Recorded data:
//! The Gateway Protocol envelope.
//!
//! Wire format (big-endian):
//! ```text
//! ┌─────────────┬──────┬─────────┐
//! │ body_len    │ u32  │ 4 bytes │
//! ├─────────────┼──────┼─────────┤
//! │ command     │ u8   │ 1 byte  │
//! ├─────────────┼──────┼─────────┤
//! │ local_ip    │ u32  │ 4 bytes │
//! ├─────────────┼──────┼─────────┤
//! │ local_port  │ u16  │ 2 bytes │
//! ├─────────────┼──────┼─────────┤
//! │ socket_id   │ u32  │ 4 bytes │
//! ├─────────────┼──────┼─────────┤
//! │ client_ip   │ u32  │ 4 bytes │
//! ├─────────────┼──────┼─────────┤
//! │ client_port │ u16  │ 2 bytes │
//! ├─────────────┼──────┼─────────┤
//! │ uid         │ u32  │ 4 bytes │
//! ├─────────────┼──────┼─────────┤
//! │ body        │ [u8] │ N bytes │
//! └─────────────┴──────┴─────────┘
//! Total header: 25 bytes
//! ```
//!
//! There is no outer length prefix: [`EnvelopeProbe`] reads `body_len` from the
//! header itself once `HEAD_LEN` bytes have arrived.

use crate::command::Command;
use crate::error::{ProtocolError, Result};
use crate::framing::{FrameProbe, Probe};
use crate::types::{ConnectionId, Uid};
use bytes::{Buf, BufMut, Bytes, BytesMut};
use std::net::{Ipv4Addr, SocketAddrV4};

/// Size of the envelope header in bytes (excluding body).
pub const HEAD_LEN: usize = 25;

/// Default upper bound for a declared body length (10 MiB).
pub const DEFAULT_MAX_BODY: usize = 10 * 1024 * 1024;

/// One Gateway Protocol message.
#[derive(Debug, Clone, PartialEq, Eq)]
pub struct Envelope {
    pub command: Command,
    /// Target (worker → gateway) or source (gateway → worker) client socket.
    pub socket_id: ConnectionId,
    pub uid: Uid,
    /// Lan address of the Gateway that owns `socket_id`; workers route
    /// replies back through it.
    pub local: SocketAddrV4,
    /// Remote address of the client, informational.
    pub client: SocketAddrV4,
    pub body: Bytes,
}

const UNSPECIFIED: SocketAddrV4 = SocketAddrV4::new(Ipv4Addr::UNSPECIFIED, 0);

impl Envelope {
    pub fn new(command: Command, socket_id: ConnectionId) -> Self {
        Self {
            command,
            socket_id,
            uid: Uid::ANONYMOUS,
            local: UNSPECIFIED,
            client: UNSPECIFIED,
            body: Bytes::new(),
        }
    }

    pub fn with_uid(mut self, uid: Uid) -> Self {
        self.uid = uid;
        self
    }

    pub fn with_local(mut self, local: SocketAddrV4) -> Self {
        self.local = local;
        self
    }

    pub fn with_client(mut self, client: SocketAddrV4) -> Self {
        self.client = client;
        self
    }

    pub fn with_body(mut self, body: impl Into<Bytes>) -> Self {
        self.body = body.into();
        self
    }

    pub fn encoded_len(&self) -> usize {
        HEAD_LEN + self.body.len()
    }

    /// Serializes the envelope into a fresh buffer.
    ///
    /// # Errors
    ///
    /// [`ProtocolError::BodyTooLarge`] if the body length does not fit the
    /// 32-bit length field.
    pub fn encode(&self) -> Result<Bytes> {
        let mut dst = BytesMut::with_capacity(self.encoded_len());
        self.encode_into(&mut dst)?;
        Ok(dst.freeze())
    }

    pub fn encode_into(&self, dst: &mut BytesMut) -> Result<()> {
        let body_len = u32::try_from(self.body.len()).map_err(|_| ProtocolError::BodyTooLarge {
            declared: self.body.len(),
            max: u32::MAX as usize,
        })?;

        dst.reserve(self.encoded_len());
        dst.put_u32(body_len);
        dst.put_u8(self.command.code());
        dst.put_u32(u32::from(*self.local.ip()));
        dst.put_u16(self.local.port());
        dst.put_u32(self.socket_id.get());
        dst.put_u32(u32::from(*self.client.ip()));
        dst.put_u16(self.client.port());
        dst.put_u32(self.uid.get());
        dst.extend_from_slice(&self.body);
        Ok(())
    }

    /// Reads the declared body length without validating anything else.
    pub fn peek_body_len(buffer: &[u8]) -> Option<usize> {
        let header: [u8; 4] = buffer.get(..4)?.try_into().ok()?;
        Some(u32::from_be_bytes(header) as usize)
    }

    /// Parses one envelope from the front of `buffer`.
    ///
    /// The body is a zero-copy slice of `buffer`. Trailing bytes after the
    /// declared body are ignored.
    pub fn decode(buffer: Bytes) -> Result<Self> {
        if buffer.len() < HEAD_LEN {
            return Err(ProtocolError::Truncated {
                needed: HEAD_LEN,
                available: buffer.len(),
            });
        }

        let mut header = &buffer[..HEAD_LEN];
        let body_len = header.get_u32() as usize;
        let total = HEAD_LEN.saturating_add(body_len);
        if buffer.len() < total {
            return Err(ProtocolError::Truncated {
                needed: total,
                available: buffer.len(),
            });
        }

        let command = Command::try_from(header.get_u8())?;
        let local_ip = Ipv4Addr::from(header.get_u32());
        let local_port = header.get_u16();
        let socket_id = ConnectionId::new(header.get_u32());
        let client_ip = Ipv4Addr::from(header.get_u32());
        let client_port = header.get_u16();
        let uid = Uid::new(header.get_u32());

        Ok(Self {
            command,
            socket_id,
            uid,
            local: SocketAddrV4::new(local_ip, local_port),
            client: SocketAddrV4::new(client_ip, client_port),
            body: buffer.slice(HEAD_LEN..total),
        })
    }
}

/// [`FrameProbe`] for envelope streams on worker links.
#[derive(Debug, Clone, Copy)]
pub struct EnvelopeProbe {
    max_body: usize,
}

impl EnvelopeProbe {
    pub fn new(max_body: usize) -> Self {
        Self { max_body }
    }

    pub fn max_body(&self) -> usize {
        self.max_body
    }
}

impl Default for EnvelopeProbe {
    fn default() -> Self {
        Self::new(DEFAULT_MAX_BODY)
    }
}

impl FrameProbe for EnvelopeProbe {
    fn probe(&self, buffer: &[u8]) -> Probe {
        let Some(body_len) = Envelope::peek_body_len(buffer).filter(|_| buffer.len() >= HEAD_LEN) else {
            return Probe::NeedMore(HEAD_LEN - buffer.len());
        };
        if body_len > self.max_body {
            return Probe::Malformed;
        }
        let total = HEAD_LEN + body_len;
        if buffer.len() < total {
            Probe::NeedMore(total - buffer.len())
        } else {
            Probe::Complete(total)
        }
    }
}

#[cfg(test)]
mod tests {
    use super::*;
    use crate::framing::{Feed, FrameBuffer};

    fn sample() -> Envelope {
        Envelope::new(Command::OnMessage, ConnectionId::new(12))
            .with_uid(Uid::new(99))
            .with_local(SocketAddrV4::new(Ipv4Addr::new(10, 0, 0, 1), 40001))
            .with_client(SocketAddrV4::new(Ipv4Addr::new(192, 168, 1, 20), 53122))
            .with_body("payload")
    }

    #[test]
    fn test_header_layout() {
        let bytes = sample().encode().unwrap();
        assert_eq!(bytes.len(), HEAD_LEN + 7);
        assert_eq!(&bytes[0..4], &7u32.to_be_bytes());
        assert_eq!(bytes[4], Command::OnMessage.code());
        assert_eq!(&bytes[5..9], &[10, 0, 0, 1]);
        assert_eq!(&bytes[9..11], &40001u16.to_be_bytes());
        assert_eq!(&bytes[11..15], &12u32.to_be_bytes());
        assert_eq!(&bytes[15..19], &[192, 168, 1, 20]);
        assert_eq!(&bytes[19..21], &53122u16.to_be_bytes());
        assert_eq!(&bytes[21..25], &99u32.to_be_bytes());
        assert_eq!(&bytes[25..], b"payload");
    }

    #[test]
    fn test_round_trip() {
        let envelope = sample();
        assert_eq!(Envelope::decode(envelope.encode().unwrap()).unwrap(), envelope);
    }

    #[test]
    fn test_empty_body() {
        let envelope = Envelope::new(Command::Kick, ConnectionId::new(3));
        let bytes = envelope.encode().unwrap();
        assert_eq!(bytes.len(), HEAD_LEN);
        assert_eq!(Envelope::decode(bytes).unwrap(), envelope);
    }

    #[test]
    fn test_short_buffer_is_truncated_not_malformed() {
        let bytes = sample().encode().unwrap();
        let err = Envelope::decode(bytes.slice(..10)).unwrap_err();
        assert_eq!(err, ProtocolError::Truncated { needed: HEAD_LEN, available: 10 });

        let err = Envelope::decode(bytes.slice(..HEAD_LEN + 2)).unwrap_err();
        assert_eq!(err, ProtocolError::Truncated { needed: HEAD_LEN + 7, available: HEAD_LEN + 2 });
    }

    #[test]
    fn test_unknown_command_is_reported() {
        let mut raw = BytesMut::from(&sample().encode().unwrap()[..]);
        raw[4] = 42;
        assert_eq!(
            Envelope::decode(raw.freeze()).unwrap_err(),
            ProtocolError::UnknownCommand(42)
        );
    }

    #[test]
    fn test_body_is_zero_copy_slice() {
        let bytes = sample().encode().unwrap();
        let envelope = Envelope::decode(bytes.clone()).unwrap();
        assert_eq!(envelope.body.as_ptr(), bytes[HEAD_LEN..].as_ptr());
    }

    #[test]
    fn test_probe_progression() {
        let probe = EnvelopeProbe::default();
        let bytes = sample().encode().unwrap();
        assert_eq!(probe.probe(&[]), Probe::NeedMore(HEAD_LEN));
        assert_eq!(probe.probe(&bytes[..5]), Probe::NeedMore(HEAD_LEN - 5));
        assert_eq!(probe.probe(&bytes[..HEAD_LEN]), Probe::NeedMore(7));
        assert_eq!(probe.probe(&bytes), Probe::Complete(HEAD_LEN + 7));
    }

    #[test]
    fn test_probe_rejects_oversized_body() {
        let probe = EnvelopeProbe::new(1024);
        let mut header = vec![0u8; HEAD_LEN];
        header[..4].copy_from_slice(&1_000_000_000u32.to_be_bytes());
        header[4] = Command::SendToOne.code();
        assert_eq!(probe.probe(&header), Probe::Malformed);
    }

    #[test]
    fn test_frame_buffer_reassembles_envelopes() {
        let probe = EnvelopeProbe::default();
        let first = sample();
        let second = Envelope::new(Command::SendToAll, ConnectionId::NONE).with_body("all");

        let mut stream = BytesMut::new();
        first.encode_into(&mut stream).unwrap();
        second.encode_into(&mut stream).unwrap();

        let mut buffer = FrameBuffer::new(HEAD_LEN);
        let mut decoded = Vec::new();
        for chunk in stream.chunks(3) {
            buffer.extend(chunk);
            while let Feed::Complete(frame) = buffer.next_frame(&probe) {
                decoded.push(Envelope::decode(frame).unwrap());
            }
        }
        assert_eq!(decoded, vec![first, second]);
    }
}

Task instructions:
Copy out all lines above holding "const".

Response to this task:
pub const HEAD_LEN: usize = 25;
pub const DEFAULT_MAX_BODY: usize = 10 * 1024 * 1024;
const UNSPECIFIED: SocketAddrV4 = SocketAddrV4::new(Ipv4Addr::UNSPECIFIED, 0);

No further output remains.